━━━ DATASET ENTRIES ━━━
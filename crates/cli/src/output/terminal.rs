//! Terminal output formatting

use colored::Colorize;
use licport_core::invoice::format_billing_date;
use licport_core::proration::Basis;
use licport_core::{InvoiceDraft, License, OrderRecord, Profile, ProrationContext, Transaction};

use super::{money, truncate};

pub fn print_licenses(licenses: &[License], total_count: Option<u64>) {
    if licenses.is_empty() {
        println!("  {}", "No licenses available.".dimmed());
        return;
    }
    println!(
        "  {:<10} {:<32} {:>12}",
        "ID".bold(),
        "NAME".bold(),
        "PER MONTH".bold()
    );
    for l in licenses {
        println!(
            "  {:<10} {:<32} {:>12}",
            truncate(&l.id, 10),
            truncate(&l.name, 32),
            money(l.price_per_month())
        );
    }
    if let Some(total) = total_count {
        println!();
        println!(
            "  {}",
            format!("Showing {} of {}", licenses.len(), total).dimmed()
        );
    }
}

pub fn print_basis(ctx: &ProrationContext) {
    match ctx.basis {
        Basis::FullPrice => {
            println!("  {}", "No active subscription: full monthly price.".dimmed());
        }
        Basis::Prorated {
            remaining_days,
            expiry,
            days_left,
        } => {
            println!(
                "  {} {} day(s) left until {} ({}-day term)",
                "Prorated:".cyan().bold(),
                days_left,
                format_billing_date(expiry),
                remaining_days
            );
        }
    }
}

pub fn print_invoice(draft: &InvoiceDraft) {
    println!();
    println!("  {} {}", "Invoice".bold(), draft.invoice_no.cyan());
    println!(
        "  {}: {}",
        "Purchase date".bold(),
        format_billing_date(draft.purchase_date)
    );
    println!("  {}: {}", "Billing period".bold(), draft.billing_period());
    println!();
    println!(
        "  {:<28} {:>5} {:>12} {:>12}",
        "LICENSE".bold(),
        "QTY".bold(),
        "PER UNIT".bold(),
        "AMOUNT".bold()
    );
    for line in &draft.lines {
        let name = line
            .row
            .license_name
            .as_deref()
            .or(line.row.license_id.as_deref())
            .unwrap_or("-");
        println!(
            "  {:<28} {:>5} {:>12} {:>12}",
            truncate(name, 28),
            line.row.quantity,
            money(line.charge.amount_per_unit),
            money(line.charge.total)
        );
    }
    println!("  {}", "─".repeat(60).dimmed());
    println!("  {:<47} {:>12}", "Total".bold(), money(draft.total).bold());
    println!();
}

pub fn print_orders(orders: &[OrderRecord]) {
    for order in orders {
        let invoice = if order.invoice_no.is_empty() {
            order.id.as_str()
        } else {
            order.invoice_no.as_str()
        };
        println!(
            "  {:<12} {:<12} {:>12}  {}",
            invoice.cyan(),
            date_part(&order.invoice_date),
            money(order.total_amount),
            order.payment_label().dimmed()
        );
        for item in &order.order_items {
            println!(
                "    {} {} x{} {}",
                "·".dimmed(),
                truncate(item.license_name(), 30),
                item.quantity,
                money(item.amount_total_qty).dimmed()
            );
        }
    }
}

pub fn print_transactions(transactions: &[Transaction]) {
    if transactions.is_empty() {
        println!("  {}", "No transactions yet.".dimmed());
        return;
    }
    for t in transactions {
        println!(
            "  {:<12} {:<12} {:<10} {:>12}  {}",
            truncate(&t.id, 12),
            t.date.as_deref().map(date_part).unwrap_or("-"),
            t.kind.as_deref().unwrap_or("-"),
            t.amount.map(money).unwrap_or_else(|| "-".into()),
            t.description.as_deref().unwrap_or("").dimmed()
        );
    }
}

pub fn print_profile(profile: &Profile) {
    println!("  {}: {}", "Status".bold(), profile.status);
    if let Some(api_status) = &profile.api_status {
        println!("  {}: {}", "API status".bold(), api_status);
    }
    if let Some(message) = &profile.message {
        println!("  {}: {}", "Message".bold(), message);
    }
    let data = serde_json::to_string_pretty(&profile.data).unwrap_or_default();
    println!("  {}:", "Data".bold());
    for line in data.lines() {
        println!("    {}", line);
    }
}

/// `2025-03-10T08:00:00Z` → `2025-03-10`.
fn date_part(raw: &str) -> &str {
    raw.split('T').next().unwrap_or(raw)
}
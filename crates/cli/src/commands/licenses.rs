//! `licport licenses`

use anyhow::Result;
use licport_core::Route;

use super::Portal;
use crate::api;
use crate::output::json::{self, JsonLicenses};
use crate::output::terminal;

pub const ROUTE: Route = Route::Purchase;

pub fn run(portal: &Portal, offset: usize, limit: usize) -> Result<()> {
    let step = portal.step("Fetching licenses");
    let page = match api::list_licenses(&portal.http, offset, limit) {
        Ok(page) => page,
        Err(e) => {
            step.fail();
            return Err(e.into());
        }
    };
    step.finish(&format!("{} license(s)", page.items.len()));

    if portal.is_json() {
        return json::print(&JsonLicenses { licenses: &page });
    }
    println!();
    terminal::print_licenses(&page.items, page.total_count);
    Ok(())
}
//! Progress indicators

use colored::Colorize;
use indicatif::{ProgressBar, ProgressStyle};

/// One backend call shown as an indicatif spinner.
///
/// Create with [`Step::new`], then end it with [`Step::finish`] or
/// [`Step::fail`]. Spinners are hidden in JSON mode so stdout stays
/// machine-readable; the finish lines go to stderr either way.
pub struct Step {
    pb: ProgressBar,
    label: String,
    quiet: bool,
}

impl Step {
    pub fn new(label: impl Into<String>) -> Self {
        Self::with_visibility(label, true)
    }

    /// A step that draws and prints nothing.
    pub fn hidden(label: impl Into<String>) -> Self {
        Self::with_visibility(label, false)
    }

    fn with_visibility(label: impl Into<String>, visible: bool) -> Self {
        let label = label.into();
        let pb = if visible {
            ProgressBar::new_spinner()
        } else {
            ProgressBar::hidden()
        };
        pb.set_style(
            ProgressStyle::default_spinner()
                .template("  {spinner:.green} {msg}")
                .unwrap(),
        );
        pb.set_message(format!("{}...", label));
        if visible {
            pb.enable_steady_tick(std::time::Duration::from_millis(80));
        }
        Self {
            pb,
            label,
            quiet: !visible,
        }
    }

    /// Prints `"  label... done: {summary}"`.
    pub fn finish(&self, summary: &str) {
        self.pb.finish_and_clear();
        if !self.quiet {
            eprintln!("  {}... {}: {}", self.label, "done".green(), summary);
        }
    }

    /// Prints `"  label... failed"`; the caller reports the reason.
    pub fn fail(&self) {
        self.pb.finish_and_clear();
        if !self.quiet {
            eprintln!("  {}... {}", self.label, "failed".red());
        }
    }

    pub fn warn(&self, msg: impl std::fmt::Display) {
        if self.quiet {
            return;
        }
        self.pb.println(format!("  {}: {}", "warn".yellow(), msg));
    }
}
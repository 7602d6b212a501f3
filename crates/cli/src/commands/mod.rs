//! CLI commands

pub mod history;
pub mod init;
pub mod invoice;
pub mod licenses;
pub mod login;
pub mod logout;
pub mod profile;
pub mod purchase;
pub mod status;
pub mod transactions;

use crate::http::HttpClient;
use crate::progress::Step;
use crate::OutputFormat;

/// What every backend-facing command runs against.
pub struct Portal {
    pub http: HttpClient,
    pub format: OutputFormat,
}

impl Portal {
    pub fn new(http: HttpClient, format: OutputFormat) -> Self {
        Self { http, format }
    }

    pub fn is_json(&self) -> bool {
        matches!(self.format, OutputFormat::Json)
    }

    /// A spinner, hidden when stdout carries JSON.
    pub fn step(&self, label: &str) -> Step {
        if self.is_json() {
            Step::hidden(label)
        } else {
            Step::new(label)
        }
    }
}
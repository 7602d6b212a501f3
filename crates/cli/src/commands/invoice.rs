//! `licport invoice <order-id>`: download an order's invoice document

use anyhow::{Context, Result};
use base64::Engine;
use colored::Colorize;
use licport_core::Route;
use serde_json::json;
use std::path::{Path, PathBuf};

use super::Portal;
use crate::api;
use crate::output::json;

pub const ROUTE: Route = Route::Transactions;

/// `invoice-<order-id>.html`, with path separators in the id replaced.
pub fn default_file_name(order_id: &str) -> String {
    let safe: String = order_id
        .chars()
        .map(|c| if c.is_ascii_alphanumeric() || c == '-' || c == '_' { c } else { '_' })
        .collect();
    format!("invoice-{}.html", safe)
}

/// Decodes the base64 document. Whitespace inside the payload is ignored.
pub fn decode_document(encoded: &str) -> Result<Vec<u8>> {
    let compact: String = encoded.chars().filter(|c| !c.is_whitespace()).collect();
    base64::engine::general_purpose::STANDARD
        .decode(compact)
        .context("Invoice payload is not valid base64")
}

pub fn run(portal: &Portal, order_id: &str, out: Option<&Path>, open_after: bool) -> Result<()> {
    let step = portal.step("Downloading invoice");
    let encoded = match api::download_order_invoice(&portal.http, order_id) {
        Ok(e) => e,
        Err(e) => {
            step.fail();
            return Err(e.into());
        }
    };
    let bytes = decode_document(&encoded)?;

    let path = out
        .map(Path::to_path_buf)
        .unwrap_or_else(|| PathBuf::from(default_file_name(order_id)));
    std::fs::write(&path, &bytes)
        .with_context(|| format!("Failed to write {}", path.display()))?;
    step.finish(&format!("{} bytes", bytes.len()));

    if portal.is_json() {
        json::print(&json!({
            "order_id": order_id,
            "path": path.display().to_string(),
            "bytes": bytes.len(),
        }))?;
    } else {
        eprintln!(
            "  {} Saved to {}",
            "\u{2713}".green(),
            path.display().to_string().bold()
        );
    }

    if open_after {
        if let Err(e) = open::that(&path) {
            eprintln!("  {} Could not open {}: {}", "warn:".yellow(), path.display(), e);
        }
    }
    Ok(())
}
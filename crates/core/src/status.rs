//! User-facing messages for HTTP status codes

/// Fallback message when an error body carries no `message`.
pub fn status_message(status: u16) -> &'static str {
    match status {
        400 => "Bad request. Please check your input.",
        401 => "Unauthorized. Please log in again.",
        403 => "Access forbidden.",
        404 => "Resource not found.",
        409 => "Conflict (e.g. already exists).",
        422 => "Validation error.",
        500 => "Server error. Try again later.",
        s if s >= 500 => "Server error.",
        _ => "Something went wrong.",
    }
}
//! Proration of license charges against an active order
//!
//! Without an active order (or with `remainingDays <= 0`) a line costs
//! `price_per_month * quantity`. With one, only the days from today through
//! the active order's expiry are billed:
//!
//! ```text
//! days_left    = (expiry - today) + 1, both UTC calendar days, 0 if expired
//! per_day_cost = price_per_month / remaining_days
//! line_total   = days_left * per_day_cost * quantity
//! ```
//!
//! A [`ProrationContext`] pins `today` and the active order once, so every
//! line of an order is priced against the same snapshot.

use chrono::{DateTime, NaiveDate, NaiveDateTime, Utc};
use serde::Serialize;

use crate::model::ActiveOrder;

/// Whole calendar days from `today` through `expiry`, both inclusive.
/// Zero once the expiry date has passed.
pub fn days_left(expiry: NaiveDate, today: NaiveDate) -> i64 {
    let diff = expiry.signed_duration_since(today).num_days();
    if diff < 0 {
        0
    } else {
        diff + 1
    }
}

/// Parses an expiry as an ISO date, an RFC 3339 timestamp or a naive
/// timestamp. Timestamps are reduced to their UTC calendar day.
pub fn parse_expiry(raw: &str) -> Option<NaiveDate> {
    let raw = raw.trim();
    if raw.is_empty() {
        return None;
    }
    if let Ok(d) = NaiveDate::parse_from_str(raw, "%Y-%m-%d") {
        return Some(d);
    }
    if let Ok(dt) = DateTime::parse_from_rfc3339(raw) {
        return Some(dt.with_timezone(&Utc).date_naive());
    }
    NaiveDateTime::parse_from_str(raw, "%Y-%m-%dT%H:%M:%S%.f")
        .ok()
        .map(|dt| dt.date())
}

/// Rounds a currency amount to cents.
pub fn round_cents(amount: f64) -> f64 {
    (amount * 100.0).round() / 100.0
}

/// How lines are billed under a snapshot.
#[derive(Debug, Clone, Copy, PartialEq, Serialize)]
#[serde(tag = "mode", rename_all = "snake_case")]
pub enum Basis {
    FullPrice,
    Prorated {
        remaining_days: i64,
        expiry: NaiveDate,
        days_left: i64,
    },
}

/// One priced line under a [`ProrationContext`].
#[derive(Debug, Clone, Copy, PartialEq, Serialize)]
pub struct LineCharge {
    pub price_per_month: f64,
    pub quantity: u32,
    /// Zero on the full-price path
    pub days_left: i64,
    /// Zero on the full-price path
    pub per_day_cost: f64,
    /// What one unit costs under this snapshot
    pub amount_per_unit: f64,
    pub total: f64,
}

/// A pricing snapshot: `today` plus the active order, captured once.
#[derive(Debug, Clone, Copy, PartialEq, Serialize)]
pub struct ProrationContext {
    pub today: NaiveDate,
    pub basis: Basis,
    /// The active order's expiry whenever it parses, prorating or not
    pub order_expiry: Option<NaiveDate>,
}

impl ProrationContext {
    /// Builds a snapshot for `today`. A missing order, `remaining_days <= 0`
    /// or an unreadable expiry all mean full-price billing.
    pub fn new(active: Option<&ActiveOrder>, today: NaiveDate) -> Self {
        let order_expiry = active.and_then(|order| parse_expiry(&order.expiry));
        let basis = match (active, order_expiry) {
            (Some(order), Some(expiry)) if order.remaining_days > 0 => Basis::Prorated {
                remaining_days: order.remaining_days,
                expiry,
                days_left: days_left(expiry, today),
            },
            (Some(order), None) if order.remaining_days > 0 => {
                tracing::warn!(
                    expiry = %order.expiry,
                    "active order expiry is not a date; billing at full price"
                );
                Basis::FullPrice
            }
            _ => Basis::FullPrice,
        };
        Self {
            today,
            basis,
            order_expiry,
        }
    }

    /// Snapshot taken at the current UTC date.
    pub fn now(active: Option<&ActiveOrder>) -> Self {
        Self::new(active, Utc::now().date_naive())
    }

    pub fn full_price(today: NaiveDate) -> Self {
        Self::new(None, today)
    }

    pub fn is_prorated(&self) -> bool {
        matches!(self.basis, Basis::Prorated { .. })
    }

    /// Expiry of the active order, if it had a readable one. Set even when
    /// billing falls back to full price.
    pub fn expiry(&self) -> Option<NaiveDate> {
        self.order_expiry
    }

    pub fn days_left(&self) -> i64 {
        match self.basis {
            Basis::Prorated { days_left, .. } => days_left,
            Basis::FullPrice => 0,
        }
    }

    /// Prices one line.
    pub fn charge(&self, price_per_month: f64, quantity: u32) -> LineCharge {
        let qty = quantity as f64;
        match self.basis {
            Basis::FullPrice => LineCharge {
                price_per_month,
                quantity,
                days_left: 0,
                per_day_cost: 0.0,
                amount_per_unit: price_per_month,
                total: price_per_month * qty,
            },
            Basis::Prorated {
                remaining_days,
                days_left,
                ..
            } => {
                let per_day_cost = price_per_month / remaining_days as f64;
                let amount_per_unit = days_left as f64 * per_day_cost;
                LineCharge {
                    price_per_month,
                    quantity,
                    days_left,
                    per_day_cost,
                    amount_per_unit,
                    total: amount_per_unit * qty,
                }
            }
        }
    }

    /// Sum of line totals for `(price_per_month, quantity)` pairs.
    pub fn total<I>(&self, lines: I) -> f64
    where
        I: IntoIterator<Item = (f64, u32)>,
    {
        lines
            .into_iter()
            .map(|(price, qty)| self.charge(price, qty).total)
            .sum()
    }
}
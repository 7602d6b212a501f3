//! Invoice preview shown before an order is confirmed

use chrono::{Duration, Months, NaiveDate};
use serde::Serialize;

use crate::selection::{Quote, QuotedLine};

/// Invoice number for the next order given how many already exist.
pub fn next_invoice_no(total_records: u64) -> String {
    format!("INV-{}", total_records + 1)
}

/// `07-Mar-2026`
pub fn format_billing_date(date: NaiveDate) -> String {
    date.format("%d-%b-%Y").to_string()
}

/// End of a fresh billing period: one month from `start`, minus a day.
pub fn default_period_end(start: NaiveDate) -> NaiveDate {
    start
        .checked_add_months(Months::new(1))
        .map(|d| d - Duration::days(1))
        .unwrap_or(start)
}

#[derive(Debug, Clone, PartialEq, Serialize)]
pub struct InvoiceDraft {
    pub invoice_no: String,
    pub purchase_date: NaiveDate,
    pub period_start: NaiveDate,
    pub period_end: NaiveDate,
    pub lines: Vec<QuotedLine>,
    pub total: f64,
}

impl InvoiceDraft {
    /// Drafts the invoice for `quote`. The period runs from the snapshot's
    /// day to the active order's expiry when it has one, even a lapsed
    /// one, or for a month otherwise.
    pub fn new(quote: &Quote, total_records: u64) -> Self {
        let today = quote.context.today;
        let period_end = quote
            .context
            .expiry()
            .unwrap_or_else(|| default_period_end(today));
        Self {
            invoice_no: next_invoice_no(total_records),
            purchase_date: today,
            period_start: today,
            period_end,
            lines: quote.billable_lines().cloned().collect(),
            total: quote.total,
        }
    }

    pub fn billing_period(&self) -> String {
        format!(
            "{} to {}",
            format_billing_date(self.period_start),
            format_billing_date(self.period_end)
        )
    }
}

#[cfg(test)]
mod tests {
    use super::*;
    use crate::model::{ActiveOrder, License};
    use crate::proration::ProrationContext;
    use crate::selection::Selection;

    fn day(y: i32, m: u32, d: u32) -> NaiveDate {
        NaiveDate::from_ymd_opt(y, m, d).unwrap()
    }

    fn selection() -> Selection {
        let mut s = Selection::new();
        let l = License {
            id: "l1".into(),
            name: "Seat".into(),
            monthly_price: "30".into(),
            status_id: None,
            created_at: None,
            updated_at: None,
            amount_per_unit: None,
        };
        s.push(&l, 2).unwrap();
        s
    }

    #[test]
    fn invoice_number_follows_record_count() {
        assert_eq!(next_invoice_no(0), "INV-1");
        assert_eq!(next_invoice_no(41), "INV-42");
    }

    #[test]
    fn default_period_is_one_month_less_a_day() {
        assert_eq!(default_period_end(day(2026, 3, 7)), day(2026, 4, 6));
        assert_eq!(default_period_end(day(2026, 1, 31)), day(2026, 2, 27));
    }

    #[test]
    fn billing_period_uses_active_expiry() {
        let active = ActiveOrder {
            remaining_days: 30,
            expiry: "2026-10-29".into(),
            total_records: 5,
        };
        let ctx = ProrationContext::new(Some(&active), day(2026, 10, 19));
        let draft = InvoiceDraft::new(&selection().quote(&ctx), active.total_records);
        assert_eq!(draft.invoice_no, "INV-6");
        assert_eq!(draft.billing_period(), "19-Oct-2026 to 29-Oct-2026");
        assert_eq!(draft.total, 22.0);
    }

    #[test]
    fn lapsed_order_still_ends_period_at_its_expiry() {
        let lapsed = ActiveOrder {
            remaining_days: 0,
            expiry: "2026-12-01".into(),
            total_records: 2,
        };
        let ctx = ProrationContext::new(Some(&lapsed), day(2026, 10, 19));
        assert!(!ctx.is_prorated());
        let draft = InvoiceDraft::new(&selection().quote(&ctx), lapsed.total_records);
        assert_eq!(draft.billing_period(), "19-Oct-2026 to 01-Dec-2026");
        assert_eq!(draft.total, 60.0);
    }

    #[test]
    fn unreadable_expiry_falls_back_to_a_month() {
        let odd = ActiveOrder {
            remaining_days: 12,
            expiry: "soon".into(),
            total_records: 0,
        };
        let ctx = ProrationContext::new(Some(&odd), day(2026, 10, 19));
        let draft = InvoiceDraft::new(&selection().quote(&ctx), 0);
        assert_eq!(draft.billing_period(), "19-Oct-2026 to 18-Nov-2026");
    }

    #[test]
    fn billing_period_without_active_order() {
        let ctx = ProrationContext::full_price(day(2026, 10, 19));
        let draft = InvoiceDraft::new(&selection().quote(&ctx), 0);
        assert_eq!(draft.billing_period(), "19-Oct-2026 to 18-Nov-2026");
        assert_eq!(draft.total, 60.0);
    }
}
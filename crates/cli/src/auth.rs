//! Login, logout and the stored session

use licport_core::model::LoginRequest;
use licport_core::{token, Route, Session, ValidationError};

use crate::http::{ApiError, HttpClient};

#[derive(Debug, thiserror::Error)]
pub enum AuthError {
    #[error(transparent)]
    Validation(#[from] ValidationError),

    #[error(transparent)]
    Api(#[from] ApiError),

    #[error("Login succeeded but no access token was found in the response. Keys received: {keys}")]
    NoTokenFound { keys: String },

    #[error("Could not store the session: {0:#}")]
    Storage(anyhow::Error),
}

impl AuthError {
    pub fn status(&self) -> Option<u16> {
        match self {
            AuthError::Api(e) => e.status(),
            _ => None,
        }
    }
}

fn validate(email: &str, password: &str) -> Result<(), ValidationError> {
    let email = email.trim();
    if email.is_empty() || !email.contains('@') {
        return Err(ValidationError::InvalidEmail);
    }
    if password.is_empty() {
        return Err(ValidationError::EmptyPassword);
    }
    Ok(())
}

/// Exchanges credentials for a session and persists it.
pub fn login(http: &HttpClient, email: &str, password: &str) -> Result<Session, AuthError> {
    validate(email, password)?;

    let body = LoginRequest {
        email_id: email.trim(),
        password,
    };
    let resp = http.post("/auth/login", &body)?;

    let Some(resolved) = token::resolve(&resp.data) else {
        let keys = token::describe_keys(&resp.data);
        tracing::warn!(keys = %keys, "login response carried no token");
        return Err(AuthError::NoTokenFound { keys });
    };
    tracing::info!(source = %resolved.source, "access token resolved");

    http.session()
        .save(&resolved.session)
        .map_err(AuthError::Storage)?;
    http.navigator().set_current(Route::LoginSuccess);
    Ok(resolved.session)
}

/// Forgets every session key and sends the user to `/login`.
pub fn logout(http: &HttpClient) -> anyhow::Result<()> {
    http.session().clear()?;
    http.navigator().navigate(Route::Login);
    Ok(())
}

pub fn current_token(http: &HttpClient) -> Option<String> {
    http.session().current_token()
}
━━━
§ **EXERCISE OBJECTIVE**: Each line in the material above that mentions the word "None" must be copied.

§ **SOLUTION**:
        return None;
            (Some(order), None) if order.remaining_days > 0 => {
        Self::new(None, today)
            status_id: None,
            created_at: None,
            updated_at: None,
            amount_per_unit: None,
            _ => None,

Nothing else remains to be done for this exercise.